The application of a two-part internal lining system for 40 newbuild vessels to be shipped to and installed at the Rumaila oil field in Iraq was recently chosen by the operator as its latest means of corrosion protection. The oil field is owned by the Iraqi government and subcontracted to BP (London, United Kingdom) and China National Petroleum Corp. (Beijing, China).
Discovered in 1953 and located ~20 miles from the Kuwait border, the oil field spreads over a 1,800 km2 (695 mi2) area and is estimated to contain 17 billion bbl (2,703 billion L) of oil, which accounts for 12% of Iraq’s total oil reserves. Rumaila is the largest oil field ever discovered in Iraq and the third-largest in the world.1
Rumalia, however, requires regular investment to manage its reservoir—especially with the oil field in the midst of an expansion project to raise its daily production from 1.3 million bpd (206.7 million L/d) to 2.1 million bpd (333.9 million L/d). A $15 billion service contract was signed in 2009, with owners targeting enhanced oil recovery by water injection as a key technology in the oil field’s development.
Produced Water Reinjection Project
In 2011, front-end engineering and design (FEED) work began on the first phase of the project, the produced water reinjection (PWRI) project. PWRI is used to derive value from wastewater streams and is often implemented due to increasing discharge treatment costs and the tightening of environmental regulations.
The PWRI project, in turn, consists of both cluster pump stations and an integrated processing complex (IPC). The IPC package includes the central processing facility for oil, gas, condensate, and water separation, as well as water treatment facilities. Due to the field’s substantial size, operators planned for two separate treatment facilities for reinjection—one in the north and the other in the south.
To deliver the IPC package, new process vessels, including 10 desalters, 10 dehydrators, and 20 degassers, were specified by the operators. Manufactured in China and produced from carbon steel (CS), the design temperature for each vessel is 212 °F (100 °C)—which meant the vessels would each need protection from high-temperature corrosion attacks due to the high temperatures often encountered in oil production operations.
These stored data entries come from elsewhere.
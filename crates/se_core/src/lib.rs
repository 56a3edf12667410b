pub mod animation;
pub mod audio;
pub mod input;
pub mod time;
An Inconel 625† (UNS N06625) alloy cladding was first considered to protect the vessels, but operators saw it as too expensive for the wide scope of the Rumaila expansion project. As a result, the operators turned to industrial protective coatings manufacturer Belzona (Harrogate, United Kingdom) in search of a more cost-efficient solution.
Two Vessel Solutions
Based on the temperatures, pressures, type of media, and preferred method of hand application, a two-part ceramic-filled epoxy coating, Belzona1391T†, was chosen to internally line the shells of each vessel.
The system provides erosion and corrosion resistance to high-temperature equipment operating under immersion up to 248 °F (120 °C). It displays strong resistance to a wide range of aqueous solutions, hydrocarbons, and process chemicals, according to the manufacturer, who adds that it also offers high compressive strength and strong electrical insulation.
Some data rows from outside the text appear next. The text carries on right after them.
use crate::hero::MoveInput;
use se_core::input::{InputState, Key};
use serde::Deserialize;
use std::fs;
use std::path::Path;

#[derive(Debug, Deserialize, Clone)]
pub struct ReplaySequence {
    #[serde(default = "default_dt")]
    pub fixed_dt: f32,
    pub frames: Vec<ReplayFrame>,
}

#[derive(Debug, Deserialize, Clone)]
pub struct ReplayFrame {
    #[serde(default)]
    pub left: bool,
    #[serde(default)]
    pub right: bool,
    #[serde(default)]
    pub up: bool,
    #[serde(default)]
    pub down: bool,
    #[serde(default)]
    pub restart: bool,
    #[serde(default = "default_repeat")]
    pub repeat: u32,
}

/// Input for one fixed step.
#[derive(Debug, Clone, Copy, Default, PartialEq, Eq)]
pub struct ReplayInput {
    pub movement: MoveInput,
    pub restart: bool,
}

impl ReplayInput {
    /// Keyboard state for this step: every flagged key is held, R for restart.
    pub fn to_input_state(&self) -> InputState {
        let mut input = InputState::new();
        let keys = [
            (self.movement.left, Key::Left),
            (self.movement.right, Key::Right),
            (self.movement.up, Key::Up),
            (self.movement.down, Key::Down),
            (self.restart, Key::R),
        ];
        for (held, key) in keys {
            if held {
                input.key_down(key);
            }
        }
        input
    }
}

impl ReplaySequence {
    pub fn expanded_inputs(&self) -> Vec<ReplayInput> {
        let mut out = Vec::new();
        for frame in &self.frames {
            let input = ReplayInput {
                movement: MoveInput {
                    left: frame.left,
                    right: frame.right,
                    up: frame.up,
                    down: frame.down,
                },
                restart: frame.restart,
            };
            for _ in 0..frame.repeat.max(1) {
                out.push(input);
            }
        }
        out
    }
}

pub fn load_replay_from_path(path: &Path) -> Result<ReplaySequence, String> {
    let raw =
        fs::read_to_string(path).map_err(|e| format!("Failed to read {}: {e}", path.display()))?;
    let replay: ReplaySequence = serde_json::from_str(&raw)
        .map_err(|e| format!("Failed to parse replay JSON {}: {e}", path.display()))?;
    validate_replay(&replay)?;
    Ok(replay)
}

fn validate_replay(replay: &ReplaySequence) -> Result<(), String> {
    if replay.fixed_dt <= 0.0 {
        return Err("Replay validation failed: fixed_dt must be > 0".to_string());
    }
    if replay.frames.is_empty() {
        return Err("Replay validation failed: frames list is empty".to_string());
    }
    Ok(())
}

const fn default_dt() -> f32 {
    1.0 / 60.0
}

const fn default_repeat() -> u32 {
    1
}

#[cfg(test)]
mod tests {
    use super::*;
    use crate::audio_director::{Cue, MUSIC_GAME, SFX_HIT};
    use crate::config::GameConfig;
    use crate::sprite::ImageCatalog;
    use crate::state::GameState;
    use crate::world::GameWorld;
    use rand::rngs::StdRng;
    use rand::SeedableRng;
    use std::sync::Arc;
    use std::time::{SystemTime, UNIX_EPOCH};

    const START_BUTTON: (f32, f32) = (400.0, 190.0);

    fn temp_file_path(name_hint: &str) -> std::path::PathBuf {
        let nanos = SystemTime::now()
            .duration_since(UNIX_EPOCH)
            .expect("system time before unix epoch")
            .as_nanos();
        std::env::temp_dir().join(format!(
            "se_replay_test_{}_{}_{}.json",
            name_hint,
            std::process::id(),
            nanos
        ))
    }

    fn write_replay(name_hint: &str, json: &str) -> ReplaySequence {
        let path = temp_file_path(name_hint);
        fs::write(&path, json).expect("write replay file");
        let replay = load_replay_from_path(&path).expect("replay should load");
        let _ = fs::remove_file(path);
        replay
    }

    /// Start a seeded world from the menu and feed it every replay step.
    /// Returns the world, every cue raised and the state after each step.
    fn run(replay: &ReplaySequence, seed: u64) -> (GameWorld, Vec<Cue>, Vec<GameState>) {
        let mut world = GameWorld::new(
            GameConfig::default(),
            Arc::new(ImageCatalog::new()),
            StdRng::seed_from_u64(seed),
        );
        let mut cues = world.click(START_BUTTON.0, START_BUTTON.1).cues;
        let mut states = Vec::new();
        for input in replay.expanded_inputs() {
            cues.extend(world.update(replay.fixed_dt, &input.to_input_state()));
            states.push(world.state);
        }
        (world, cues, states)
    }

    #[test]
    fn replay_file_parses_and_expands() {
        let replay = write_replay(
            "parse",
            r#"{
              "fixed_dt": 0.016666667,
              "frames": [
                { "right": true, "repeat": 3 },
                { "left": true, "up": true },
                { "restart": true }
              ]
            }"#,
        );
        let expanded = replay.expanded_inputs();
        assert_eq!(expanded.len(), 5);
        assert!(expanded[0].movement.right);
        assert!(expanded[3].movement.left && expanded[3].movement.up);
        assert!(expanded[4].restart);
    }

    #[test]
    fn replay_rejects_empty_frames() {
        let path = temp_file_path("empty");
        fs::write(&path, r#"{ "frames": [] }"#).expect("write replay file");
        let err = load_replay_from_path(&path).expect_err("empty replay should fail");
        assert!(err.contains("frames list is empty"));
        let _ = fs::remove_file(path);
    }

    #[test]
    fn input_state_holds_flagged_keys() {
        let input = ReplayInput {
            movement: MoveInput {
                left: true,
                down: true,
                ..MoveInput::default()
            },
            restart: true,
        }
        .to_input_state();
        assert!(input.is_held(Key::Left));
        assert!(input.is_held(Key::Down));
        assert!(input.is_held(Key::R));
        assert!(!input.is_held(Key::Right));
        assert!(!input.is_held(Key::Up));
    }

    #[test]
    fn caught_then_restart_starts_a_fresh_run() {
        // The hero walks right along the first cake's row until caught,
        // then holds R for one step.
        let replay = write_replay(
            "restart",
            r#"{
              "fixed_dt": 0.016666667,
              "frames": [
                { "right": true, "repeat": 300 },
                { "restart": true }
              ]
            }"#,
        );
        let (world, cues, states) = run(&replay, 7);

        assert!(states.contains(&GameState::Lose));
        assert_eq!(states[states.len() - 2], GameState::Lose);
        assert!(cues.contains(&Cue::Sfx(SFX_HIT)));
        assert_eq!(cues.last(), Some(&Cue::Music(MUSIC_GAME)));

        assert_eq!(world.state, GameState::Play);
        let session = world.session.as_ref().expect("fresh session");
        assert_eq!(session.collected, 0);
        assert_eq!(session.candies.len(), 20);
        assert_eq!(session.hero.sprite.pos.x, 120.0);
    }

    #[test]
    fn replay_run_is_deterministic() {
        let replay = write_replay(
            "deterministic",
            r#"{
              "fixed_dt": 0.016666667,
              "frames": [
                { "right": true, "repeat": 60 },
                { "right": true, "down": true, "repeat": 30 },
                { "up": true, "repeat": 90 },
                { "left": true, "down": true, "repeat": 45 },
                { "restart": true, "repeat": 2 }
              ]
            }"#,
        );
        let (a, cues_a, states_a) = run(&replay, 2024);
        let (b, cues_b, states_b) = run(&replay, 2024);

        assert_eq!(states_a, states_b);
        assert_eq!(cues_a, cues_b);
        let (sa, sb) = (
            a.session.as_ref().expect("session"),
            b.session.as_ref().expect("session"),
        );
        assert_eq!(sa.collected, sb.collected);
        assert_eq!(sa.candies.len(), sb.candies.len());
        assert_eq!(sa.hero.sprite.pos, sb.hero.sprite.pos);
        for (ea, eb) in sa.enemies.iter().zip(&sb.enemies) {
            assert_eq!(ea.sprite.pos, eb.sprite.pos);
            assert_eq!(ea.direction, eb.direction);
        }
    }
}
The two-coat, solvent-free system can be applied using simple hand tools. With a long overcoat window, it can be rapidly force cured at room temperature, which means hot works are not involved, and applications can be completed with minimal asset downtime.
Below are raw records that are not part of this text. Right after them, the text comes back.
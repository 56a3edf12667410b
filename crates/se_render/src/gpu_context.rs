//! Surface, device and queue for the game window.

use std::sync::Arc;
use winit::window::Window;

pub struct GpuContext {
    pub surface: wgpu::Surface<'static>,
    pub device: wgpu::Device,
    pub queue: wgpu::Queue,
    pub config: wgpu::SurfaceConfiguration,
    pub surface_format: wgpu::TextureFormat,
    pub size: (u32, u32),
}

impl GpuContext {
    /// Set up rendering for `window`. Every failure is returned as a message
    /// so the caller can log it and shut down cleanly.
    pub fn new(window: Arc<Window>) -> Result<Self, String> {
        let size = window.inner_size();
        let instance = wgpu::Instance::new(&wgpu::InstanceDescriptor {
            backends: wgpu::Backends::PRIMARY,
            ..Default::default()
        });

        let surface = instance
            .create_surface(window)
            .map_err(|e| format!("Failed to create surface: {e}"))?;

        let adapter = pollster::block_on(instance.request_adapter(&wgpu::RequestAdapterOptions {
            power_preference: wgpu::PowerPreference::LowPower,
            compatible_surface: Some(&surface),
            force_fallback_adapter: false,
        }))
        .ok_or_else(|| "Failed to find a suitable GPU adapter".to_string())?;

        let info = adapter.get_info();
        log::info!("GPU adapter: {} ({:?})", info.name, info.backend);

        let (device, queue) = pollster::block_on(adapter.request_device(
            &wgpu::DeviceDescriptor {
                label: Some("Sweet Escape Device"),
                required_features: wgpu::Features::empty(),
                required_limits: wgpu::Limits::downlevel_webgl2_defaults()
                    .using_resolution(adapter.limits()),
                ..Default::default()
            },
            None,
        ))
        .map_err(|e| format!("Failed to create device: {e}"))?;

        let caps = surface.get_capabilities(&adapter);
        let surface_format = pick_surface_format(&caps.formats)
            .ok_or_else(|| "Surface reports no supported formats".to_string())?;
        let present_mode = pick_present_mode(&caps.present_modes);
        log::info!("Surface: {:?}, {:?}", surface_format, present_mode);

        let config = wgpu::SurfaceConfiguration {
            usage: wgpu::TextureUsages::RENDER_ATTACHMENT,
            format: surface_format,
            width: size.width.max(1),
            height: size.height.max(1),
            present_mode,
            alpha_mode: caps
                .alpha_modes
                .first()
                .copied()
                .unwrap_or(wgpu::CompositeAlphaMode::Auto),
            view_formats: vec![],
            desired_maximum_frame_latency: 2,
        };
        surface.configure(&device, &config);

        Ok(Self {
            surface,
            device,
            queue,
            config,
            surface_format,
            size: (size.width, size.height),
        })
    }

    pub fn resize(&mut self, width: u32, height: u32) {
        if width == 0 || height == 0 {
            return;
        }
        self.size = (width, height);
        self.config.width = width;
        self.config.height = height;
        self.surface.configure(&self.device, &self.config);
    }

    /// Acquire the next swapchain image. `None` skips this frame; a lost or
    /// outdated surface is reconfigured for the next one.
    pub fn begin_frame(&self) -> Option<(wgpu::SurfaceTexture, wgpu::TextureView)> {
        let output = match self.surface.get_current_texture() {
            Ok(tex) => tex,
            Err(wgpu::SurfaceError::Lost | wgpu::SurfaceError::Outdated) => {
                self.surface.configure(&self.device, &self.config);
                return None;
            }
            Err(wgpu::SurfaceError::OutOfMemory) => {
                log::error!("GPU out of memory");
                return None;
            }
            Err(e) => {
                log::warn!("Surface error: {:?}", e);
                return None;
            }
        };
        let view = output
            .texture
            .create_view(&wgpu::TextureViewDescriptor::default());
        Some((output, view))
    }
}

/// First sRGB format, else whatever the surface lists first.
fn pick_surface_format(formats: &[wgpu::TextureFormat]) -> Option<wgpu::TextureFormat> {
    formats
        .iter()
        .copied()
        .find(|f| f.is_srgb())
        .or_else(|| formats.first().copied())
}

/// Vsync without tearing: `Mailbox` when offered, else `Fifo`.
fn pick_present_mode(modes: &[wgpu::PresentMode]) -> wgpu::PresentMode {
    if modes.contains(&wgpu::PresentMode::Mailbox) {
        wgpu::PresentMode::Mailbox
    } else {
        wgpu::PresentMode::Fifo
    }
}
Meanwhile, a two-part epoxy-based repair composite product (Belzona 1111†) designed for metal repair and protection was used for small bore nozzle protection by bonding in preformed nozzle inserts. This product is based on a solvent-free epoxy resin reinforced with a silicon-steel alloy. The material will not corrode, resists a wide range of chemicals, and is suitable for contact with potable water, the manufacturer explains.
In all, 25 tons (22,680 kg) of the ceramic-filled epoxy system were used to coat the 40 vessels involved in the Rumaila expansion project, while ~870 nozzle inserts were required and treated with the repair composite.
All vessels were coated at fabricator yards in China and inspected by NACE International-certified Coating Inspectors before shipment and installation at Rumaila.
The lining system allowed the operator to save 65% in investment costs compared to the traditional alloy cladding solution, according to the manufacturer, which notes that touch-up repairs every five years for the lined CS were factored into the cost analysis.